Last weekend we took a day and went to Kiev to see their Museum of Folk Architecture and Life.  This was started under the Soviets, but has also been kept up and maintained in recent years so that it is a very nice area.   It covers many many acres (we walked a lot) and consists of houses that were 100-250 years old from every part of Ukraine that they had moved in.  This is in a large area south of Kiev, very scenic with many rolling hills.   The houses and other buildings are grouped according to the section of the country they came from, so you walk from the Carpathian section to a section showing homes from the eastern part of the country to the section showing homes from Crimea etc.    Very impressively put together.   They brought in whole churches (most of these were wooden), big barns, thatched cottages and larger thatched dwellings, and also many windmills.  They also have many craft displays, and many of the cottages were furnished, showing how the people lived 100-200 years ago.  Very interesting.  It was a most enjoyable day.  

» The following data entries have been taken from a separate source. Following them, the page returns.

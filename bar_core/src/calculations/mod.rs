//! # Bar Calculations
//!
//! Validated entry points into the engine. Each calculation follows the
//! pattern:
//!
//! - `*Input` - Input parameters (JSON-serializable)
//! - `*Result` - Calculation results (JSON-serializable)
//! - a pure function `(&*Input) -> CalcResult<*Result>`
//!
//! Unlike [`equations`](crate::equations), everything here validates its
//! arguments and accepts a [`LengthUnit`](crate::units::LengthUnit) flag.
//!
//! ## Available Calculations
//!
//! - [`bar`] - Forward: dimensions → area, volume, weight, price
//! - [`solve`] - Inverse: target weight + known dimensions → missing dimension

pub mod bar;
pub mod solve;

use serde::{Deserialize, Serialize};

use crate::errors::CalcResult;

// Re-export commonly used types
pub use bar::{area_and_volume, calculate, price, price_per_area, surface_area, weight, BarInput, BarResult};
pub use solve::{
    missing_dimension_from_weight, solve, InverseInput, InverseResult, KnownDimensions,
    ResolvedDimension, Unknown,
};

/// Enum wrapper for both calculation directions.
///
/// Lets a host accept either kind of request from a single JSON document.
///
/// ```json
/// { "type": "Forward", "bar": { ... }, "material": { ... } }
/// { "type": "Inverse", "profile": "Round", "solve_for": "diameter", ... }
/// ```
#[derive(Debug, Clone, PartialEq, Serialize, Deserialize)]
#[serde(tag = "type")]
pub enum CalculationItem {
    /// Dimensions → area, volume, weight, price
    Forward(BarInput),
    /// Target weight → missing dimension
    Inverse(InverseInput),
}

/// Output matching a [`CalculationItem`]
#[derive(Debug, Clone, Copy, PartialEq, Serialize, Deserialize)]
#[serde(tag = "type")]
pub enum CalculationOutput {
    Forward(BarResult),
    Inverse(InverseResult),
}

impl CalculationItem {
    /// Get the user-provided label for this calculation
    pub fn label(&self) -> &str {
        match self {
            CalculationItem::Forward(b) => &b.label,
            CalculationItem::Inverse(i) => &i.label,
        }
    }

    /// Get the calculation type as a string
    pub fn calc_type(&self) -> &'static str {
        match self {
            CalculationItem::Forward(_) => "Forward",
            CalculationItem::Inverse(_) => "Inverse",
        }
    }

    /// Parse one calculation item from JSON.
    ///
    /// Unit, profile and unknown problems come back as their own error
    /// variants rather than as `SerializationError`.
    pub fn from_json(json: &str) -> CalcResult<Self> {
        Ok(serde_json::from_str(json)?)
    }

    /// Parse a request document holding one item or an array of items
    pub fn items_from_json(json: &str) -> CalcResult<Vec<Self>> {
        if json.trim_start().starts_with('[') {
            Ok(serde_json::from_str(json)?)
        } else {
            Ok(vec![Self::from_json(json)?])
        }
    }

    /// Run the calculation
    pub fn evaluate(&self) -> CalcResult<CalculationOutput> {
        match self {
            CalculationItem::Forward(input) => calculate(input).map(CalculationOutput::Forward),
            CalculationItem::Inverse(input) => solve(input).map(CalculationOutput::Inverse),
        }
    }
}

#[cfg(test)]
mod tests {
    use super::*;

    #[test]
    fn test_forward_item_from_json() {
        let json = r#"{
            "type": "Forward",
            "label": "SQ10",
            "bar": {
                "dimensions": { "profile": "Square", "side": 10.0 },
                "length": 100.0
            },
            "material": { "density_g_cm3": 7.85, "price_per_kg": 100.0 }
        }"#;
        let item: CalculationItem = serde_json::from_str(json).unwrap();
        assert_eq!(item.label(), "SQ10");
        assert_eq!(item.calc_type(), "Forward");

        match item.evaluate().unwrap() {
            CalculationOutput::Forward(result) => {
                assert!((result.volume_mm3 - 10_000.0).abs() < 1e-9);
            }
            other => panic!("unexpected output: {:?}", other),
        }
    }

    #[test]
    fn test_inverse_item_from_json() {
        let json = r#"{
            "type": "Inverse",
            "profile": "Square",
            "solve_for": "length",
            "known": { "side": 10.0 },
            "target_weight_kg": 0.0785
        }"#;
        let item: CalculationItem = serde_json::from_str(json).unwrap();
        assert_eq!(item.calc_type(), "Inverse");

        match item.evaluate().unwrap() {
            CalculationOutput::Inverse(out) => {
                assert!((out.resolved.value_mm - 100.0).abs() < 1e-9);
            }
            other => panic!("unexpected output: {:?}", other),
        }
    }

    #[test]
    fn test_output_serialization() {
        let item = CalculationItem::Forward(BarInput::new(
            "R10",
            crate::profile::BarSpec::round(10.0, 100.0, crate::units::LengthUnit::Mm),
            crate::materials::MaterialSpec::new(7.85, 0.0),
        ));
        let output = item.evaluate().unwrap();
        let json = serde_json::to_string(&output).unwrap();
        assert!(json.contains("\"type\":\"Forward\""));
        let roundtrip: CalculationOutput = serde_json::from_str(&json).unwrap();
        match roundtrip {
            CalculationOutput::Forward(result) => {
                assert!((result.cross_section_area_mm2 - 78.54).abs() < 0.01);
            }
            other => panic!("unexpected output: {:?}", other),
        }
    }

    #[test]
    fn test_items_from_json_single_and_array() {
        let one = r#"{"type":"Inverse","profile":"Round","solve_for":"length","known":{"diameter":10.0},"target_weight_kg":1.0}"#;
        assert_eq!(CalculationItem::items_from_json(one).unwrap().len(), 1);

        let many = format!("  [{}, {}]", one, one);
        assert_eq!(CalculationItem::items_from_json(&many).unwrap().len(), 2);
    }

    #[test]
    fn test_json_errors_keep_their_codes() {
        let forward = |dimensions: &str, unit: &str| {
            format!(
                r#"{{"type":"Forward","bar":{{"dimensions":{},"length":100.0,"unit":"{}"}}}}"#,
                dimensions, unit
            )
        };
        let code = |json: &str| CalculationItem::from_json(json).unwrap_err().error_code();

        assert_eq!(
            code(&forward(r#"{"profile":"Round","diameter":10.0}"#, "cm")),
            "UNSUPPORTED_UNIT"
        );
        assert_eq!(
            code(&forward(r#"{"profile":"Hexagon","side":10.0}"#, "mm")),
            "UNSUPPORTED_PROFILE"
        );
        assert_eq!(
            code(&forward(r#"{"profile":"Flat","width":20.0}"#, "mm")),
            "UNSUPPORTED_PROFILE"
        );

        // the same errors surface from inside an array
        let batch = format!("[{}]", forward(r#"{"profile":"Round","diameter":10.0}"#, "cm"));
        let err = CalculationItem::items_from_json(&batch).unwrap_err();
        assert_eq!(err, crate::errors::CalcError::unsupported_unit("cm"));

        assert_eq!(code("{ not json"), "SERIALIZATION_ERROR");
        assert_eq!(code(r#"{"type":"Sideways"}"#), "SERIALIZATION_ERROR");
    }
}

Other than that we have been studying, except for this afternoon which was a little strange.   We had language class all morning, as usual, but then the translator for our project (Yuri) invited us to a grade school musical production.   He had been a student teacher there this winter, and had come back to help them with this project.     We were quite surprised to find that the play was actually done in English (this was a grade school that teaches English to their students), and the musical was The Little Mermaid.   Most of their English was really good, except the lobster kept forgetting what language he was supposed to be speaking and he kept going back and forth between English and Ukrainian.  As with most grade school productions, you cast the show dependent on the talent you have, and in this case they had dancers and gymnasts so we had dancers and gymnasts in mermaid costumes leaping all over the stage.   At one point the king also played the piano.  We weren’t quite sure how we got the piano under the sea, but it didn't seem to matter.   Then the finale was the music to Ghostbusters with the entire cast dancing.     Our kingdom for a video camera !   Then as we were all applauding the production when it was over the teacher came out on stage and invited "the Americans" up on stage so they could thank us for coming.  (Yuri had neglected to tell us about this part…)   Even though Chernihiv should be used to Americans by now we still seem to be a novelty and they all like to hear "native speakers" talk.   There were 4 of us so we all went up on stage and they handed us the microphone and we ad-libbed our way through telling them what a great production it was and how much we enjoyed it and they applauded some more and then we got off the stage only to find several groups of students who wanted to practice their English on us.   So we finally got out of there, and then went to the local language school.   They wanted help compiling a library of audio tapes for their students studying English to listen to, so we took turns reading articles from journals describing life in America and they had someone who didn’t really speak any English at all sitting there with recording equipment.     So we have been preserved for posterity, and if you ever come to Chernigiv and study English you can listen to us in their library!


Not much else going on -  we just need more hours in the day to study!    Take care, and please write.  We like hearing from you.